**PROBLEM TO WORK ON**
Every line in the material below that includes "Serialize" should be copied.

**DATA TO EXAMINE**
- - - -
//! Message domain types.
//!
//! These are the value objects threaded through a job's conversation:
//! user prompt → decision → synthetic tool call → tool result → next decision.

use chrono::{DateTime, Utc};
use serde::{Deserialize, Serialize};
use uuid::Uuid;

/// Metadata key carrying an image URL (or data URI) attached to a user message.
pub const IMAGE_URL_KEY: &str = "image_url";

/// The role of a message sender in a conversation.
#[derive(Debug, Clone, Copy, PartialEq, Eq, Serialize, Deserialize)]
#[serde(rename_all = "lowercase")]
pub enum Role {
    /// The end user
    User,
    /// The AI assistant
    Assistant,
    /// System instructions (identity, HUD, knowledge)
    System,
    /// Tool execution result
    Tool,
}

/// A single message in a conversation.
#[derive(Debug, Clone, Serialize, Deserialize)]
pub struct Message {
    /// Unique message ID
    pub id: String,

    /// Who sent this message
    pub role: Role,

    /// The text content
    pub content: String,

    /// Tool calls requested by the assistant (if any)
    #[serde(default, skip_serializing_if = "Vec::is_empty")]
    pub tool_calls: Vec<MessageToolCall>,

    /// If this is a tool result, which tool call it responds to
    #[serde(default, skip_serializing_if = "Option::is_none")]
    pub tool_call_id: Option<String>,

    /// Timestamp
    pub timestamp: DateTime<Utc>,

    /// Optional metadata (image attachments, provider info, etc.)
    #[serde(default, skip_serializing_if = "serde_json::Map::is_empty")]
    pub metadata: serde_json::Map<String, serde_json::Value>,
}

impl Message {
    fn with_role(role: Role, content: impl Into<String>) -> Self {
        Self {
            id: Uuid::new_v4().to_string(),
            role,
            content: content.into(),
            tool_calls: Vec::new(),
            tool_call_id: None,
            timestamp: Utc::now(),
            metadata: serde_json::Map::new(),
        }
    }

    /// Create a new user message.
    pub fn user(content: impl Into<String>) -> Self {
        Self::with_role(Role::User, content)
    }

    /// Create a new assistant message.
    pub fn assistant(content: impl Into<String>) -> Self {
        Self::with_role(Role::Assistant, content)
    }

    /// Create a new system message.
    pub fn system(content: impl Into<String>) -> Self {
        Self::with_role(Role::System, content)
    }

    /// Create a tool result message.
    pub fn tool_result(tool_call_id: impl Into<String>, content: impl Into<String>) -> Self {
        let mut msg = Self::with_role(Role::Tool, content);
        msg.tool_call_id = Some(tool_call_id.into());
        msg
    }

    /// Create an assistant message that requests a single tool call.
    pub fn assistant_tool_call(call: MessageToolCall) -> Self {
        let mut msg = Self::with_role(Role::Assistant, "");
        msg.tool_calls.push(call);
        msg
    }

    /// Create a user message carrying an image next to its text.
    pub fn user_with_image(content: impl Into<String>, image_url: impl Into<String>) -> Self {
        let mut msg = Self::user(content);
        msg.metadata.insert(
            IMAGE_URL_KEY.into(),
            serde_json::Value::String(image_url.into()),
        );
        msg
    }

    /// The attached image URL, if any.
    pub fn image_url(&self) -> Option<&str> {
        self.metadata.get(IMAGE_URL_KEY).and_then(|v| v.as_str())
    }
}

/// A tool call embedded in an assistant message.
#[derive(Debug, Clone, Serialize, Deserialize)]
pub struct MessageToolCall {
    /// Unique ID for this tool call
    pub id: String,

    /// Name of the tool to invoke
    pub name: String,

    /// Arguments as JSON string
    pub arguments: String,
}

impl MessageToolCall {
    /// A call with a freshly generated ID.
    pub fn new(name: impl Into<String>, arguments: impl Into<String>) -> Self {
        Self {
            id: format!("call_{}", Uuid::new_v4().simple()),
            name: name.into(),
            arguments: arguments.into(),
        }
    }
}

/// Index of the last message with the given role.
pub fn last_index_of(messages: &[Message], role: Role) -> Option<usize> {
    messages.iter().rposition(|m| m.role == role)
}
- - - -
**ANSWER TO THIS TASK**
use serde::{Deserialize, Serialize};
#[derive(Debug, Clone, Copy, PartialEq, Eq, Serialize, Deserialize)]
#[derive(Debug, Clone, Serialize, Deserialize)]
#[derive(Debug, Clone, Serialize, Deserialize)]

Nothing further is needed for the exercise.